In the entries below, how many lines contain the string "hasher"? State the number and nothing else.

[SUPPLIED RECORDS — start]

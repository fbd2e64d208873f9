//! Intent codec.
//!
//! Every fixed-width value the circuit and the escrow contract consume is
//! produced here: 8-byte big-endian integers, 32-byte Keccak-256 hashes of
//! strings, and the 48-byte encoded intent
//!
//! ```text
//! nonce (8, BE) ‖ keccak256(recipient_key) (32) ‖ amount (8, BE)
//! ```
//!
//! whose Keccak-256 hash is the value an intent signer signs.

use sha3::{Digest, Keccak256};

use crate::{error::CodecError, types::Intent, Bytes32};

pub const U64_LEN: usize = 8;
pub const HASH_LEN: usize = 32;
pub const ENCODED_INTENT_LEN: usize = U64_LEN + HASH_LEN + U64_LEN;

pub fn keccak256(bytes: &[u8]) -> Bytes32 {
    Keccak256::digest(bytes).into()
}

/// Keccak-256 over the concatenation of `parts`.
pub fn keccak256_concat<'a>(parts: impl IntoIterator<Item = &'a [u8]>) -> Bytes32 {
    let mut hasher = Keccak256::new();
    for part in parts {
        hasher.update(part);
    }
    hasher.finalize().into()
}

pub fn u64_be(value: u64) -> [u8; U64_LEN] {
    value.to_be_bytes()
}

/// Keccak-256 of a UTF-8 string, rejecting the empty string.
pub fn hash_string(field: &'static str, value: &str) -> Result<Bytes32, CodecError> {
    if value.is_empty() {
        return Err(CodecError::EmptyField { field });
    }
    Ok(keccak256(value.as_bytes()))
}

/// Narrow a wide integer to the 8-byte protocol width.
pub fn narrow_u64(field: &'static str, value: u128) -> Result<u64, CodecError> {
    u64::try_from(value).map_err(|_| CodecError::Overflow { field })
}

/// The decodable form of an encoded intent. The recipient key only survives as its hash.
#[derive(Clone, Copy, Debug, PartialEq, Eq)]
pub struct EncodedIntent {
    pub nonce: u64,
    pub recipient_key_hash: Bytes32,
    pub amount: u64,
}

impl EncodedIntent {
    pub fn from_intent(intent: &Intent) -> Result<Self, CodecError> {
        Ok(Self {
            nonce: intent.nonce,
            recipient_key_hash: hash_string("recipient_key", &intent.recipient_key)?,
            amount: intent.amount,
        })
    }

    pub fn to_bytes(&self) -> [u8; ENCODED_INTENT_LEN] {
        let mut buf = [0u8; ENCODED_INTENT_LEN];
        buf[..U64_LEN].copy_from_slice(&u64_be(self.nonce));
        buf[U64_LEN..U64_LEN + HASH_LEN].copy_from_slice(&self.recipient_key_hash);
        buf[U64_LEN + HASH_LEN..].copy_from_slice(&u64_be(self.amount));
        buf
    }

    pub fn from_bytes(bytes: &[u8]) -> Result<Self, CodecError> {
        if bytes.len() != ENCODED_INTENT_LEN {
            return Err(CodecError::Length {
                field: "encoded_intent",
                expected: ENCODED_INTENT_LEN,
                actual: bytes.len(),
            });
        }
        let mut nonce = [0u8; U64_LEN];
        nonce.copy_from_slice(&bytes[..U64_LEN]);
        let mut recipient_key_hash = [0u8; HASH_LEN];
        recipient_key_hash.copy_from_slice(&bytes[U64_LEN..U64_LEN + HASH_LEN]);
        let mut amount = [0u8; U64_LEN];
        amount.copy_from_slice(&bytes[U64_LEN + HASH_LEN..]);
        Ok(Self {
            nonce: u64::from_be_bytes(nonce),
            recipient_key_hash,
            amount: u64::from_be_bytes(amount),
        })
    }

    pub fn hash(&self) -> Bytes32 {
        hash_intent(&self.to_bytes())
    }
}

pub fn encode_intent(intent: &Intent) -> Result<[u8; ENCODED_INTENT_LEN], CodecError> {
    EncodedIntent::from_intent(intent).map(|encoded| encoded.to_bytes())
}

pub fn decode_intent(bytes: &[u8]) -> Result<EncodedIntent, CodecError> {
    EncodedIntent::from_bytes(bytes)
}

/// The value actually signed by an intent originator.
pub fn hash_intent(encoded: &[u8]) -> Bytes32 {
    keccak256(encoded)
}

/// Use the caller's 32-byte escrow identifier if present, otherwise the intent hash.
pub fn resolve_intent_id(supplied: Option<Bytes32>, intent_hash: Bytes32) -> Bytes32 {
    supplied.unwrap_or(intent_hash)
}

/// Expand bytes into one 32-byte big-endian field element per byte.
///
/// This is how a Noir `pub [u8; N]` argument shows up in the verifier's
/// public-input vector.
pub fn bytes_to_fields(bytes: &[u8]) -> Vec<Bytes32> {
    bytes
        .iter()
        .map(|byte| {
            let mut field = [0u8; 32];
            field[31] = *byte;
            field
        })
        .collect()
}

/// Inverse of [`bytes_to_fields`]; every element must hold a single byte.
pub fn fields_to_bytes(fields: &[Bytes32]) -> Result<Vec<u8>, CodecError> {
    fields
        .iter()
        .map(|field| {
            if field[..31].iter().any(|b| *b != 0) {
                Err(CodecError::Malformed {
                    field: "public_inputs",
                    reason: "field element does not fit in one byte".into(),
                })
            } else {
                Ok(field[31])
            }
        })
        .collect()
}

/// Parse `0x`-prefixed (or bare) hex into exactly 32 bytes.
pub fn parse_bytes32(field: &'static str, value: &str) -> Result<Bytes32, CodecError> {
    let bytes = parse_hex(field, value)?;
    if bytes.len() != HASH_LEN {
        return Err(CodecError::Length {
            field,
            expected: HASH_LEN,
            actual: bytes.len(),
        });
    }
    let mut out = [0u8; HASH_LEN];
    out.copy_from_slice(&bytes);
    Ok(out)
}

pub fn parse_hex(field: &'static str, value: &str) -> Result<Vec<u8>, CodecError> {
    let trimmed = value.trim();
    let digits = trimmed
        .strip_prefix("0x")
        .or_else(|| trimmed.strip_prefix("0X"))
        .unwrap_or(trimmed);
    hex::decode(digits).map_err(|err| CodecError::Malformed {
        field,
        reason: err.to_string(),
    })
}

/// Convert a rail decimal such as `"10.5"` or `"1234.56"` into minor units (cents).
pub fn decimal_to_minor_units(field: &'static str, value: &str) -> Result<u64, CodecError> {
    let malformed = |reason: &str| CodecError::Malformed {
        field,
        reason: reason.to_string(),
    };
    let trimmed = value.trim();
    let (whole, frac) = match trimmed.split_once('.') {
        Some((whole, frac)) => (whole, frac),
        None => (trimmed, ""),
    };
    if whole.is_empty() || !whole.bytes().all(|b| b.is_ascii_digit()) {
        return Err(malformed("expected a non-negative decimal"));
    }
    if frac.len() > 2 || !frac.bytes().all(|b| b.is_ascii_digit()) {
        return Err(malformed("at most two fractional digits allowed"));
    }
    let whole: u128 = whole
        .parse()
        .map_err(|_| CodecError::Overflow { field })?;
    let cents: u128 = format!("{frac:0<2}")
        .parse()
        .map_err(|_| malformed("invalid fractional part"))?;
    let total = whole
        .checked_mul(100)
        .and_then(|v| v.checked_add(cents))
        .ok_or(CodecError::Overflow { field })?;
    narrow_u64(field, total)
}

/// Render minor units as a two-decimal rail amount.
pub fn minor_units_to_decimal(amount: u64) -> String {
    format!("{}.{:02}", amount / 100, amount % 100)
}

#[cfg(test)]
mod tests {
    use super::*;
    use crate::types::FlowDirection;
    use hex_literal::hex;

    fn alice_intent(amount: u64) -> Intent {
        Intent::new(FlowDirection::Inbound, 1, "alice@bank", amount)
    }

    #[test]
    fn keccak_matches_reference() {
        assert_eq!(
            keccak256(b""),
            hex!("c5d2460186f7233c927e7db2dcc703c0e500b653ca82273b7bfad8045d85a470")
        );
        assert_eq!(
            keccak256_concat([b"al".as_slice(), b"ice@bank".as_slice()]),
            keccak256(b"alice@bank")
        );
    }

    #[test]
    fn encode_intent_fixed_vector() {
        let encoded = encode_intent(&alice_intent(1000)).unwrap();
        assert_eq!(
            encoded,
            hex!(
                "0000000000000001"
                "22b016f38d0012666c6063050859f750f9c04d22c15fe23af9b18c07eca70571"
                "00000000000003e8"
            )
        );
        assert_eq!(
            hash_intent(&encoded),
            hex!("6c22391b01e3bef00b94f3989e34f532cbd1f54117ada57ed7ffc2648098078f")
        );
    }

    #[test]
    fn decode_round_trips_encoding() {
        let intent = Intent::new(FlowDirection::Outbound, u64::MAX, "bob@bank", 42);
        let encoded = encode_intent(&intent).unwrap();
        let decoded = decode_intent(&encoded).unwrap();
        assert_eq!(decoded.nonce, u64::MAX);
        assert_eq!(decoded.amount, 42);
        assert_eq!(decoded.recipient_key_hash, keccak256(b"bob@bank"));
        assert_eq!(decoded.to_bytes(), encoded);
    }

    #[test]
    fn distinct_amounts_hash_differently() {
        let a = hash_intent(&encode_intent(&alice_intent(1000)).unwrap());
        let b = hash_intent(&encode_intent(&alice_intent(1001)).unwrap());
        assert_ne!(a, b);
        assert_eq!(
            b,
            hex!("35d1bbadd407655b20614e694afcfe4514cbca632269f63db808111b04d25d06")
        );
    }

    #[test]
    fn rejects_empty_recipient_key() {
        let err = encode_intent(&Intent::new(FlowDirection::Inbound, 0, "", 1)).unwrap_err();
        assert_eq!(err, CodecError::EmptyField { field: "recipient_key" });
    }

    #[test]
    fn rejects_wrong_length_on_decode() {
        assert!(matches!(
            decode_intent(&[0u8; 47]),
            Err(CodecError::Length { expected: 48, actual: 47, .. })
        ));
    }

    #[test]
    fn narrow_rejects_values_above_u64() {
        assert_eq!(narrow_u64("amount", u64::MAX as u128).unwrap(), u64::MAX);
        assert_eq!(
            narrow_u64("amount", u64::MAX as u128 + 1),
            Err(CodecError::Overflow { field: "amount" })
        );
    }

    #[test]
    fn supplied_intent_id_takes_precedence() {
        let hash = [1u8; 32];
        assert_eq!(resolve_intent_id(None, hash), hash);
        assert_eq!(resolve_intent_id(Some([2u8; 32]), hash), [2u8; 32]);
    }

    #[test]
    fn field_expansion_round_trips() {
        let bytes = [0u8, 1, 254, 255];
        let fields = bytes_to_fields(&bytes);
        assert_eq!(fields.len(), 4);
        assert_eq!(fields[3][31], 255);
        assert_eq!(fields_to_bytes(&fields).unwrap(), bytes);

        let mut wide = fields.clone();
        wide[0][0] = 1;
        assert!(fields_to_bytes(&wide).is_err());
    }

    #[test]
    fn decimal_amounts_convert_to_cents() {
        assert_eq!(decimal_to_minor_units("valor", "10.5").unwrap(), 1050);
        assert_eq!(decimal_to_minor_units("valor", "10").unwrap(), 1000);
        assert_eq!(decimal_to_minor_units("valor", "0.07").unwrap(), 7);
        assert!(decimal_to_minor_units("valor", "1.234").is_err());
        assert!(decimal_to_minor_units("valor", "-1").is_err());
        assert!(decimal_to_minor_units("valor", "184467440737095516.16").is_err());
        assert_eq!(minor_units_to_decimal(1050), "10.50");
        assert_eq!(minor_units_to_decimal(7), "0.07");
    }

    #[test]
    fn parse_bytes32_accepts_prefixed_hex() {
        let value = format!("0x{}", "ab".repeat(32));
        assert_eq!(parse_bytes32("intent_id", &value).unwrap(), [0xab; 32]);
        assert!(matches!(
            parse_bytes32("intent_id", "0xabcd"),
            Err(CodecError::Length { actual: 2, .. })
        ));
        assert!(parse_bytes32("intent_id", "0xzz").is_err());
    }
}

[SUPPLIED RECORDS — finish]

◆ **EXERCISE SOLUTION**
3